Email has long been the basis for online communication with current and potential customers. Using analytics as a part of an email targeting strategy is not new, but powerful analytical technologies can help to create email marketing programs that provide rich content. For example, LinkedIn periodically sends customers updates about changes to their networks: new jobs, significant posts, new connections. This would be spam if it were just a LinkedIn advertisement. But it isn’t — it’s relevant information about people you already know. Similarly, Facebook uses email to encourage you to come back to the site if you have been inactive. Those emails highlight the activity of your most relevant friends. Since it is hard to delete an email that tells you what your friends are up to, it’s extremely effective.

Fraud, abuse, risk and security

Online criminals don’t want to be found. They try to hide in the data.

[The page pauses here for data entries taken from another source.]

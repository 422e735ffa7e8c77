//! Configuration types for parsing and analysis.
//!
//! This module provides plain configuration structs for library usage,
//! without any CLI framework dependencies.
//!
//! - [`TranscriptConfig`] - how transcript lines are classified and assembled
//! - [`AnalysisConfig`] - window sizes, thresholds and limits of the analysis
//!
//! # Example
//!
//! ```rust
//! use chatpulse::config::{AnalysisConfig, TranscriptConfig};
//!
//! let transcript = TranscriptConfig::new().with_recompute_flags(true);
//! let analysis = AnalysisConfig::new()
//!     .with_window_days(14)
//!     .with_shift_threshold(0.5);
//!
//! assert_eq!(analysis.effective_step(), 7);
//! assert!(analysis.validate().is_ok());
//! ```

use serde::{Deserialize, Serialize};

use crate::error::{ChatpulseError, Result};

/// Default number of distinct days per relationship window.
pub const DEFAULT_WINDOW_DAYS: usize = 30;

/// Default relative change above which a window boundary is a pattern shift.
pub const DEFAULT_SHIFT_THRESHOLD: f64 = 0.3;

/// Default latency (in minutes) at or above which a reply is an outlier.
pub const DEFAULT_RESPONSE_OUTLIER_MINUTES: f64 = 1440.0;

/// Default number of ranked terms kept per month.
pub const DEFAULT_TOPICS_PER_MONTH: usize = 10;

/// Configuration for transcript parsing.
///
/// # Example
///
/// ```rust
/// use chatpulse::config::TranscriptConfig;
///
/// let config = TranscriptConfig::new()
///     .with_strip_direction_marks(false);
/// assert!(!config.recompute_flags_on_continuation);
/// ```
#[derive(Debug, Clone, PartialEq, Eq, Serialize, Deserialize)]
#[serde(default)]
pub struct TranscriptConfig {
    /// Re-derive media/deletion flags from the folded content when a message
    /// is finalized (default: false, flags come from the header line only)
    pub recompute_flags_on_continuation: bool,

    /// Ignore leading U+200E/U+200F/BOM characters when looking for a header
    /// (default: true)
    pub strip_direction_marks: bool,
}

impl Default for TranscriptConfig {
    fn default() -> Self {
        Self {
            recompute_flags_on_continuation: false,
            strip_direction_marks: true,
        }
    }
}

impl TranscriptConfig {
    /// Creates a new configuration with default values.
    pub fn new() -> Self {
        Self::default()
    }

    /// Sets whether flags are recomputed after continuation lines are folded in.
    #[must_use]
    pub fn with_recompute_flags(mut self, enabled: bool) -> Self {
        self.recompute_flags_on_continuation = enabled;
        self
    }

    /// Sets whether leading direction marks are ignored.
    #[must_use]
    pub fn with_strip_direction_marks(mut self, enabled: bool) -> Self {
        self.strip_direction_marks = enabled;
        self
    }
}

/// Configuration for the analysis pipeline.
///
/// All fields have defaults, so partial JSON documents are accepted:
///
/// ```rust
/// # #[cfg(feature = "json-output")]
/// # fn main() -> chatpulse::Result<()> {
/// use chatpulse::config::AnalysisConfig;
///
/// let config = AnalysisConfig::from_json_str(r#"{"window_days": 10}"#)?;
/// assert_eq!(config.window_days, 10);
/// assert_eq!(config.effective_step(), 5);
/// assert_eq!(config.topics_per_month, 10);
/// # Ok(())
/// # }
/// # #[cfg(not(feature = "json-output"))]
/// # fn main() {}
/// ```
#[derive(Debug, Clone, PartialEq, Serialize, Deserialize)]
#[serde(default)]
pub struct AnalysisConfig {
    /// Distinct days per relationship window (default: 30)
    pub window_days: usize,

    /// Days between window starts (default: half the window, rounded up)
    pub window_step: Option<usize>,

    /// Relative change that marks a pattern shift (default: 0.3)
    pub shift_threshold: f64,

    /// Response latencies at or above this many minutes are dropped (default: 1440)
    pub response_outlier_minutes: f64,

    /// Ranked terms kept per month (default: 10)
    pub topics_per_month: usize,
}

impl Default for AnalysisConfig {
    fn default() -> Self {
        Self {
            window_days: DEFAULT_WINDOW_DAYS,
            window_step: None,
            shift_threshold: DEFAULT_SHIFT_THRESHOLD,
            response_outlier_minutes: DEFAULT_RESPONSE_OUTLIER_MINUTES,
            topics_per_month: DEFAULT_TOPICS_PER_MONTH,
        }
    }
}

impl AnalysisConfig {
    /// Creates a new configuration with default values.
    pub fn new() -> Self {
        Self::default()
    }

    /// Sets the window size in days.
    #[must_use]
    pub fn with_window_days(mut self, days: usize) -> Self {
        self.window_days = days;
        self
    }

    /// Sets an explicit step between window starts.
    #[must_use]
    pub fn with_window_step(mut self, step: usize) -> Self {
        self.window_step = Some(step);
        self
    }

    /// Sets the pattern-shift threshold.
    #[must_use]
    pub fn with_shift_threshold(mut self, threshold: f64) -> Self {
        self.shift_threshold = threshold;
        self
    }

    /// Sets the response-latency outlier cutoff in minutes.
    #[must_use]
    pub fn with_response_outlier_minutes(mut self, minutes: f64) -> Self {
        self.response_outlier_minutes = minutes;
        self
    }

    /// Sets how many ranked terms each month keeps.
    #[must_use]
    pub fn with_topics_per_month(mut self, count: usize) -> Self {
        self.topics_per_month = count;
        self
    }

    /// Returns the step between window starts: the explicit step if set,
    /// otherwise `ceil(window_days / 2)`.
    pub fn effective_step(&self) -> usize {
        self.window_step
            .unwrap_or_else(|| self.window_days.div_ceil(2))
    }

    /// Checks that every setting is in range.
    pub fn validate(&self) -> Result<()> {
        if self.window_days == 0 {
            return Err(ChatpulseError::invalid_config(
                "window_days",
                "must be at least 1",
            ));
        }
        if self.effective_step() == 0 {
            return Err(ChatpulseError::invalid_config(
                "window_step",
                "must be at least 1",
            ));
        }
        if !self.shift_threshold.is_finite() || self.shift_threshold < 0.0 {
            return Err(ChatpulseError::invalid_config(
                "shift_threshold",
                format!("must be a finite non-negative number, got {}", self.shift_threshold),
            ));
        }
        if self.response_outlier_minutes.is_nan() || self.response_outlier_minutes <= 0.0 {
            return Err(ChatpulseError::invalid_config(
                "response_outlier_minutes",
                format!("must be positive, got {}", self.response_outlier_minutes),
            ));
        }
        Ok(())
    }

    /// Parses and validates a configuration from JSON.
    #[cfg(feature = "json-output")]
    pub fn from_json_str(json: &str) -> Result<Self> {
        let config: Self = serde_json::from_str(json)?;
        config.validate()?;
        Ok(config)
    }

    /// Reads, parses and validates a JSON configuration file.
    #[cfg(feature = "json-output")]
    pub fn from_json_file(path: impl AsRef<std::path::Path>) -> Result<Self> {
        let json = std::fs::read_to_string(path)?;
        Self::from_json_str(&json)
    }
}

There are several key components in the constantly evolving war between attackers and defenders: data collection, detection, mitigation, and forensics. The skills of data scientists are well suited to all of these components.

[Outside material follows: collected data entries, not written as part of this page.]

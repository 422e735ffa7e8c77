//! CSV output writer.

use std::fs::File;
use std::io::Write;

use crate::Message;
use crate::core::models::{EXPORT_TIMESTAMP_FORMAT, OutputConfig};
use crate::error::{ChatpulseError, Result};

/// Writes messages to CSV with semicolon delimiter.
///
/// # Format
/// - Delimiter: `;`
/// - Columns: depend on [`OutputConfig`]
///   - Basic: `Sender`, `Content`
///   - With line numbers: `Line` first
///   - With timestamps: `Timestamp`, `Date`, `Time` before `Sender`
///   - With flags: `IsMedia`, `IsDeleted` last
/// - Multi-line content is quoted, newlines kept
pub fn write_csv(messages: &[Message], output_path: &str, config: &OutputConfig) -> Result<()> {
    let file = File::create(output_path)?;
    write_records(file, messages, config)
}

/// Converts messages to a CSV string.
pub fn to_csv(messages: &[Message], config: &OutputConfig) -> Result<String> {
    let mut buffer = Vec::new();
    write_records(&mut buffer, messages, config)?;
    String::from_utf8(buffer).map_err(|e| ChatpulseError::Utf8 {
        context: "CSV output".to_string(),
        source: e,
    })
}

fn write_records<W: Write>(out: W, messages: &[Message], config: &OutputConfig) -> Result<()> {
    let mut writer = csv::WriterBuilder::new().delimiter(b';').from_writer(out);

    writer.write_record(build_header(config))?;
    for msg in messages {
        writer.write_record(build_record(msg, config))?;
    }

    writer.flush()?;
    Ok(())
}

/// Build CSV header based on output configuration.
fn build_header(config: &OutputConfig) -> Vec<&'static str> {
    let mut header = Vec::new();

    if config.include_line_numbers {
        header.push("Line");
    }
    if config.include_timestamps {
        header.extend(["Timestamp", "Date", "Time"]);
    }

    header.push("Sender");
    header.push("Content");

    if config.include_flags {
        header.extend(["IsMedia", "IsDeleted"]);
    }

    header
}

/// Build CSV record for a single message.
fn build_record(msg: &Message, config: &OutputConfig) -> Vec<String> {
    let mut record = Vec::new();

    if config.include_line_numbers {
        record.push(msg.line_number.to_string());
    }
    if config.include_timestamps {
        record.push(
            msg.timestamp
                .map(|ts| ts.format(EXPORT_TIMESTAMP_FORMAT).to_string())
                .unwrap_or_default(),
        );
        record.push(msg.date_text.clone());
        record.push(msg.time_text.clone());
    }

    record.push(msg.sender.clone());
    record.push(msg.content.clone());

    if config.include_flags {
        record.push(msg.is_media.to_string());
        record.push(msg.is_deleted.to_string());
    }

    record
}

#[cfg(test)]
mod tests {
    use super::*;
    use chrono::NaiveDate;
    use tempfile::NamedTempFile;

    #[test]
    fn test_write_csv_basic() {
        let messages = vec![
            Message::new("Alice", "Hello"),
            Message::new("Bob", "Hi there"),
        ];

        let temp_file = NamedTempFile::new().unwrap();
        let path = temp_file.path().to_str().unwrap();

        write_csv(&messages, path, &OutputConfig::new()).unwrap();
        let content = std::fs::read_to_string(path).unwrap();

        assert!(content.contains("Sender;Content"));
        assert!(content.contains("Alice;Hello"));
        assert!(content.contains("Bob;Hi there"));
    }

    #[test]
    fn test_to_csv_all_columns() {
        let ts = NaiveDate::from_ymd_opt(2023, 2, 1)
            .unwrap()
            .and_hms_opt(21, 15, 0)
            .unwrap();
        let msg = Message::new("Alice", "<Media omitted>")
            .with_timestamp(ts)
            .with_source_text("01/02/23", "9:15 PM")
            .with_line_number(3);

        let csv = to_csv(&[msg], &OutputConfig::all()).unwrap();
        let mut lines = csv.lines();
        assert_eq!(
            lines.next(),
            Some("Line;Timestamp;Date;Time;Sender;Content;IsMedia;IsDeleted")
        );
        assert_eq!(
            lines.next(),
            Some("3;2023-02-01T21:15:00;01/02/23;9:15 PM;Alice;<Media omitted>;true;false")
        );
    }

    #[test]
    fn test_multiline_content_quoted() {
        let csv = to_csv(&[Message::new("Alice", "one\ntwo")], &OutputConfig::new()).unwrap();
        assert!(csv.contains("Alice;\"one\ntwo\""));
    }
}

Any strategy for preventing and detecting fraud and abuse starts with data collection. Data collection is always a challenge, and it is tough to decide how much instrumentation is sufficient. Attackers are always looking to exploit the limitations of your data, but constraints such as cost and storage capacity mean that it’s usually impossible to collect all the data you’d like. The ability to recognize which data needs to be collected is essential. There’s an inevitable “if only” moment during an attack: “if only we had collected x and y, we’d be able to see what is going on.”

Another aspect of incident response is the time required to process data. If an attack is evolving minute by minute, but your processing layer takes hours to analyze the data, you won’t be able to respond effectively. Many organizations are finding that they need data scientists, along with sophisticated tooling, to process and analyze data quickly enough to act on it.

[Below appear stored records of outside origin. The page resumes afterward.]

//! Message filtering and export.
//!
//! This module contains:
//! - [`filter`] - Message filtering by date and sender
//! - [`models`] - Export settings
//! - [`output`] - Format writers (CSV, JSON, JSONL, report JSON)
//!
//! # Quick Start
//!
//! ```rust
//! # #[cfg(all(feature = "csv-output", feature = "json-output"))]
//! # fn example() {
//! use chatpulse::core::{
//!     Message, OutputConfig, FilterConfig,
//!     apply_filters,
//!     write_csv, write_json, write_jsonl, write_report,
//! };
//! # }
//! ```

pub mod filter;
pub mod models;
pub mod output;

pub use filter::{FilterConfig, apply_filters};
pub use models::OutputConfig;

pub use crate::Message;

#[cfg(feature = "csv-output")]
pub use output::{to_csv, write_csv};
#[cfg(feature = "json-output")]
pub use output::{to_json, to_jsonl, to_report_json, write_json, write_jsonl, write_report};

Once the attack is understood, the next phase is mitigation. Mitigation usually requires closing an exploit or developing a model that segments bad users from good users. Success in this area requires the ability to take existing data and transform it into new variables that can be acted upon. This is a subtle but critical point. As an example, consider IP addresses. Any logging infrastructure almost certainly collects the IP addresses that connect to your site. Addresses by themselves are of limited use. However, an IP address can be transformed into variables such as:

  • The number of bad actors seen from this address during some period of time.

  • The country from which the address originated, and other geographic information.

  • Whether the address is typical for this time of day.

From this data, we now have derived variables that can be built into a model for an actionable result. Domain experts who are data scientists understand how to make variables out of the data. And from those variables, you can build detectors to find the bad guys.

Finally, forensics builds a case against the attackers and helps you learn about the true nature of the attack and how to prevent (or limit) such attacks in the future. Forensics can be a time-consuming process where the data scientists sift through all of the data to piece together a puzzle. Once the puzzle has been put together, new tooling, processes, and monitoring can be put in place.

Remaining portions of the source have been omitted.